I know what it is but I don’t have the words for it…

Did you ever have one of those moments when you were asked to describe something and just couldn’t find the right words?  You say things like, “Words cannot convey how I feel about this.”  or “I’m speechless!”  Or just, “you know” you know?

It happens to me all of the time.

So why should I expect that a person in a market research study will have the words when we ask them a question?  We ask them how they feel about a particular brand and they just shrug their shoulders.  We wait.  They look around the room.  Then they say something, anything, just to break the tension of the situation.  We happily note their response, satisfied that we uncovered the truth about the brand!  We write it up in a report, using our own words to interpret what the person said.  We deliver it to a client and all is well in the world.  Right?

Perhaps not so right.  Perhaps the person in the study is just as inarticulate as I am.  They didn’t really have the right words to describe how they felt about that brand, because it was a feeling, not a formed thought.

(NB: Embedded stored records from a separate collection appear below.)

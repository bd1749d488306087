//! Broadcast shutdown signaling for pipeline workers.
//!
//! This module implements the pipeline cancellation signal on top of tokio's watch
//! channels: one transmitter owned by the pipeline, one receiver per component that
//! has a blocking channel operation to guard. The signal fires at most once per run,
//! is observed by every receiver, and is never lowered again.

use tokio::sync::watch;

/// Transmitter half of the pipeline shutdown channel.
///
/// [`ShutdownTx`] is held by the pipeline and cloned into the supervisor task.
/// Raising the signal is idempotent: only the first call notifies receivers,
/// later calls are no-ops that never panic.
#[derive(Debug, Clone)]
pub struct ShutdownTx {
    tx: watch::Sender<bool>,
}

impl ShutdownTx {
    /// Raises the shutdown signal for all subscribed receivers.
    ///
    /// Returns `true` if this call raised the signal and `false` if it was
    /// already raised. Receivers that subscribe after the raise still observe
    /// it, since the signal is a level and not an edge.
    pub fn shutdown(&self) -> bool {
        self.tx.send_if_modified(|raised| {
            if *raised {
                false
            } else {
                *raised = true;
                true
            }
        })
    }

    /// Creates a new receiver subscribed to this shutdown channel.
    pub fn subscribe(&self) -> ShutdownRx {
        ShutdownRx {
            rx: self.tx.subscribe(),
        }
    }
}

/// Receiver half of the pipeline shutdown channel.
#[derive(Debug, Clone)]
pub struct ShutdownRx {
    rx: watch::Receiver<bool>,
}

impl ShutdownRx {
    /// Completes once the shutdown signal is raised.
    ///
    /// Resolves immediately if the signal was already raised when this is
    /// called. Also resolves if the transmitter is dropped without a raise,
    /// since a run whose controller is gone must not keep anything blocked.
    pub async fn signaled(&mut self) {
        let _ = self.rx.wait_for(|raised| *raised).await;
    }

    /// Returns whether the shutdown signal has been raised.
    pub fn is_signaled(&self) -> bool {
        *self.rx.borrow()
    }
}

/// Creates a new shutdown channel for one pipeline run.
pub fn create_shutdown_channel() -> (ShutdownTx, ShutdownRx) {
    let (tx, rx) = watch::channel(false);
    (ShutdownTx { tx }, ShutdownRx { rx })
}

#[cfg(test)]
mod tests {
    use super::*;

    #[tokio::test]
    async fn shutdown_is_raised_exactly_once() {
        let (tx, rx) = create_shutdown_channel();

        assert!(!rx.is_signaled());
        assert!(tx.shutdown());
        assert!(!tx.shutdown());
        assert!(!tx.shutdown());
        assert!(rx.is_signaled());
    }

    #[tokio::test]
    async fn all_receivers_observe_the_signal() {
        let (tx, mut first) = create_shutdown_channel();
        let mut second = tx.subscribe();

        tx.shutdown();

        first.signaled().await;
        second.signaled().await;
    }

    #[tokio::test]
    async fn late_subscribers_see_a_raised_signal() {
        let (tx, _rx) = create_shutdown_channel();
        tx.shutdown();

        let mut late = tx.subscribe();
        assert!(late.is_signaled());
        // Level-triggered: resolves even though the raise happened before the
        // subscription existed.
        late.signaled().await;
    }

    #[tokio::test]
    async fn dropped_transmitter_unblocks_receivers() {
        let (tx, mut rx) = create_shutdown_channel();
        drop(tx);

        rx.signaled().await;
    }
}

Therein lies the fault with most market research as it is practiced today.  

We have an unstated expectation that the respondents can say what they mean.  More than that, we expect that they know consciously how they feel about brand.  Or anything else for that matter.  

Does this mean that all market research is wrong on brand??  No.  But it does mean that everything should be taken with a grain of salt.  And that non-verbal measures should be built into the research into brands whenever possible.